At the time, there was international awareness of the disaster and the controversy concerning responsibility for the destructive aftermath. The image of Sanchez captured international attention. According to an unnamed BBC reporter, "Many were appalled at witnessing so intimately what transpired to be the last few hours of Omayra's life". After the photo was published in Paris Match, many accused Fournier of being "a vulture". He responded,

I felt the story was important for me to report and I was happier that there was some reaction; it would have been worse if people had not cared about it. ... I believe the photo helped raise money from around the world in aid and helped highlight the irresponsibility and lack of courage of the country's leaders.

The picture later won the World Press Photo of the Year for 1986.

== Legacy ==
The Armero catastrophe happened soon after the M-19 guerrilla group's raid and subsequent Palace of Justice siege on November 6, worsening an already chaotic situation. After Sánchez's death, the Colombian government was blamed for its inaction and general indifference to warning signs prior to the volcano's eruption.

The volcano Nevado del Ruiz is still active, according to the Volcano Watch Center in Colombia. Melting only 10 percent of the ice would produce mudflows with a volume of as much as 200000000 m3—similar to the mudflow that destroyed Armero in 1985. Such lahars can travel up to 100 km along river valleys in a few hours. Estimates show that up to 500,000 people living in the Combeima, Chinchiná, Coello-Toche, and Guali valleys are at risk, and 100,000 of these are considered to be at high risk. The city of Armero no longer exists. The site was commemorated as a memorial with Christian crosses and a small monument to Sánchez.

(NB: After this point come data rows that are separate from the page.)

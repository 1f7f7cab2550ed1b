//! Callback variants stored by the machine.
//!
//! Every callback kind is a closed `Sync | Async` union. Synchronous drivers
//! inspect the variant before running anything and refuse async callbacks;
//! the asynchronous drivers run both.

use crate::core::Transition;
use crate::effects::error::MachineError;
use futures::future::BoxFuture;
use std::future::Future;
use std::sync::Arc;

type SyncLifecycleFn = dyn Fn() + Send + Sync;
type AsyncLifecycleFn = dyn Fn() -> BoxFuture<'static, ()> + Send + Sync;
type SyncTransitionFn<S, T> = dyn Fn(&Transition<S, T>) + Send + Sync;
type AsyncTransitionFn<S, T> = dyn Fn(Transition<S, T>) -> BoxFuture<'static, ()> + Send + Sync;
type SyncUnhandledFn<S, T> = dyn Fn(&S, &T, &[String]) + Send + Sync;
type AsyncUnhandledFn<S, T> = dyn Fn(S, T, Vec<String>) -> BoxFuture<'static, ()> + Send + Sync;

/// Activate and deactivate actions.
pub enum LifecycleAction {
    Sync(Arc<SyncLifecycleFn>),
    Async(Arc<AsyncLifecycleFn>),
}

impl LifecycleAction {
    pub fn from_fn<F>(action: F) -> Self
    where
        F: Fn() + Send + Sync + 'static,
    {
        Self::Sync(Arc::new(action))
    }

    pub fn from_async<F, Fut>(action: F) -> Self
    where
        F: Fn() -> Fut + Send + Sync + 'static,
        Fut: Future<Output = ()> + Send + 'static,
    {
        Self::Async(Arc::new(move || -> BoxFuture<'static, ()> { Box::pin(action()) }))
    }

    pub fn is_async(&self) -> bool {
        matches!(self, Self::Async(_))
    }

    pub(crate) fn invoke(&self) -> Result<(), MachineError> {
        match self {
            Self::Sync(action) => {
                action();
                Ok(())
            }
            Self::Async(_) => Err(MachineError::async_required("lifecycle action")),
        }
    }

    pub(crate) async fn invoke_async(&self) {
        match self {
            Self::Sync(action) => action(),
            Self::Async(action) => action().await,
        }
    }
}

impl Clone for LifecycleAction {
    fn clone(&self) -> Self {
        match self {
            Self::Sync(action) => Self::Sync(Arc::clone(action)),
            Self::Async(action) => Self::Async(Arc::clone(action)),
        }
    }
}

/// Entry, exit, internal-transition and notification callbacks.
pub enum TransitionAction<S, T> {
    Sync(Arc<SyncTransitionFn<S, T>>),
    Async(Arc<AsyncTransitionFn<S, T>>),
}

impl<S, T> TransitionAction<S, T>
where
    S: Clone + PartialEq + Send + Sync + 'static,
    T: Clone + Send + Sync + 'static,
{
    pub fn from_fn<F>(action: F) -> Self
    where
        F: Fn(&Transition<S, T>) + Send + Sync + 'static,
    {
        Self::Sync(Arc::new(action))
    }

    pub fn from_async<F, Fut>(action: F) -> Self
    where
        F: Fn(Transition<S, T>) -> Fut + Send + Sync + 'static,
        Fut: Future<Output = ()> + Send + 'static,
    {
        Self::Async(Arc::new(
            move |transition: Transition<S, T>| -> BoxFuture<'static, ()> {
                Box::pin(action(transition))
            },
        ))
    }

    pub fn is_async(&self) -> bool {
        matches!(self, Self::Async(_))
    }

    pub(crate) fn invoke(&self, transition: &Transition<S, T>) -> Result<(), MachineError> {
        match self {
            Self::Sync(action) => {
                action(transition);
                Ok(())
            }
            Self::Async(_) => Err(MachineError::async_required("transition action")),
        }
    }

    pub(crate) async fn invoke_async(&self, transition: &Transition<S, T>) {
        match self {
            Self::Sync(action) => action(transition),
            Self::Async(action) => action(transition.clone()).await,
        }
    }
}

impl<S, T> Clone for TransitionAction<S, T> {
    fn clone(&self) -> Self {
        match self {
            Self::Sync(action) => Self::Sync(Arc::clone(action)),
            Self::Async(action) => Self::Async(Arc::clone(action)),
        }
    }
}

/// Callback receiving triggers that could not be resolved.
///
/// Arguments are the current state, the trigger and the unmet guard
/// descriptions (empty when nothing was configured for the trigger).
pub enum UnhandledAction<S, T> {
    Sync(Arc<SyncUnhandledFn<S, T>>),
    Async(Arc<AsyncUnhandledFn<S, T>>),
}

impl<S, T> UnhandledAction<S, T>
where
    S: Clone + Send + Sync + 'static,
    T: Clone + Send + Sync + 'static,
{
    pub fn from_fn<F>(action: F) -> Self
    where
        F: Fn(&S, &T, &[String]) + Send + Sync + 'static,
    {
        Self::Sync(Arc::new(action))
    }

    pub fn from_async<F, Fut>(action: F) -> Self
    where
        F: Fn(S, T, Vec<String>) -> Fut + Send + Sync + 'static,
        Fut: Future<Output = ()> + Send + 'static,
    {
        Self::Async(Arc::new(
            move |state: S, trigger: T, unmet: Vec<String>| -> BoxFuture<'static, ()> {
                Box::pin(action(state, trigger, unmet))
            },
        ))
    }

    pub fn is_async(&self) -> bool {
        matches!(self, Self::Async(_))
    }

    pub(crate) fn invoke(&self, state: &S, trigger: &T, unmet: &[String]) -> Result<(), MachineError> {
        match self {
            Self::Sync(action) => {
                action(state, trigger, unmet);
                Ok(())
            }
            Self::Async(_) => Err(MachineError::async_required("OnUnhandledTrigger")),
        }
    }

    pub(crate) async fn invoke_async(&self, state: &S, trigger: &T, unmet: &[String]) {
        match self {
            Self::Sync(action) => action(state, trigger, unmet),
            Self::Async(action) => action(state.clone(), trigger.clone(), unmet.to_vec()).await,
        }
    }
}

impl<S, T> Clone for UnhandledAction<S, T> {
    fn clone(&self) -> Self {
        match self {
            Self::Sync(action) => Self::Sync(Arc::clone(action)),
            Self::Async(action) => Self::Async(Arc::clone(action)),
        }
    }
}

During the years after the eruption, Sánchez was commemorated repeatedly, especially by newspapers like El Tiempo. Many victims of the disaster were commemorated, but Sánchez in particular has attracted lasting attention in popular poetry, novels, and music.

For example, a punk rock band formed in Chile in 2008 named themselves Omayra Sánchez; they express their "discontent that they feel with the negligence on the part of the people who in this day and age run the world". Adiós, Omayra: La catástrofe de Armero (1988), written by Eduardo Santa as a response to the eruption, depicts the girl's last days of life in detail and cites her in its introduction as an eternal symbol of the catastrophe. In No Morirás (1994), Germán Santa María Barragán writes that of all the horrors he saw at Armero, nothing was more painful than seeing the face of Omayra Sánchez under the ruins of her house. Isabel Allende's short story, "And of Clay Are We Created" ("De barro estamos hechos"), is told from the perspective of a reporter who tries to help a girl trapped under the fireplace of her ruined home. Allende later wrote, "Her [Sánchez's] big black eyes, filled with resignation and wisdom, still pursue me in my dreams. Writing the story failed to exorcise her ghost."

To try to prevent repetition of such a disaster, the government of Colombia created the Oficina Nacional para la Atención de Desastres (National Office for Disaster Preparedness), now known as the Dirección de Prevención y Atención de Desastres (Directorate for Disaster Prevention and Preparedness). All Colombian cities were directed to plan for natural disasters.

A species of cricket found in the region of the Armero tragedy was newly described during 2020 and named Gigagryllus omayrae in memory of Omayra Sánchez.